Have you considered to modify the block layer such that 
blk_rq_payload_bytes() does not have to be made more complicated than 
returning a single member from the request data structure? How about the 
following approach:
* Add a new member to struct request that represents what is called the 
Data Out buffer size in the SCSI specs and keep using __data_len for the 
number of bytes affected on the medium. Modify blk_rq_bio_prep() and 
__blk_rq_prep_clone() such that these functions set both __data_len and 
the new struct request member instead of only __data_len.
* Remove RQF_SPECIAL_PAYLOAD and request.special_vec. Modify all block 
driver code that sets the RQF_SPECIAL_PAYLOAD and request.special_vec 
such that rq->bio is replaced by a bio with the proper payload and such 
that the original bio is restored before completing the request. As you 
are most likely aware there is already code in the block layer that 
replaces and restores the original request bio, namely the code in 
blk-flush.c.

If you would like to see the patches I came up with to add 
REQ_OP_WRITE_SAME support to LIO, I have attached these to this e-mail.

Thanks,

Bart.

[-- Attachment #2: 0001-block-Add-blkdev_submit_write_same.patch --]
[-- Type: text/x-patch, Size: 3142 bytes --]

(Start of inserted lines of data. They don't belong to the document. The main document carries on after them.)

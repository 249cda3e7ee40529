//! Copy rewriting for the relay pipeline.
//!
//! Sends source text plus structured hints to the text-generation
//! collaborator, enforces link-placement invariants on whatever comes
//! back, and guarantees a publishable body for every candidate via a
//! deterministic fallback. Also owns the duplicate-suppression tag format
//! embedded in published posts.

pub mod client;
pub mod error;
pub mod pipeline;
pub mod prompt;
pub mod render;
pub mod tag;

pub use client::ChatClient;
pub use error::RewriteError;
pub use pipeline::CopyRewriter;
pub use render::{enforce_link_invariants, fallback_caption};
pub use tag::{dedup_tag, extract_tagged_ids};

>From 44c0b07191629e4d9b1cefb43cc9f84e5491bb81 Mon Sep 17 00:00:00 2001
From: Bart Van Assche <bart.vanassche@wdc.com>
Date: Thu, 28 Jun 2018 10:44:35 -0700
Subject: [PATCH 1/2] block: Add blkdev_submit_write_same()

Add an asynchronous version of blkdev_issue_write_same().

Signed-off-by: Bart Van Assche <bart.vanassche@wdc.com>
---
 block/blk-lib.c        | 37 ++++++++++++++++++++++++++++++++++++-
 include/linux/blkdev.h |  3 +++
 2 files changed, 39 insertions(+), 1 deletion(-)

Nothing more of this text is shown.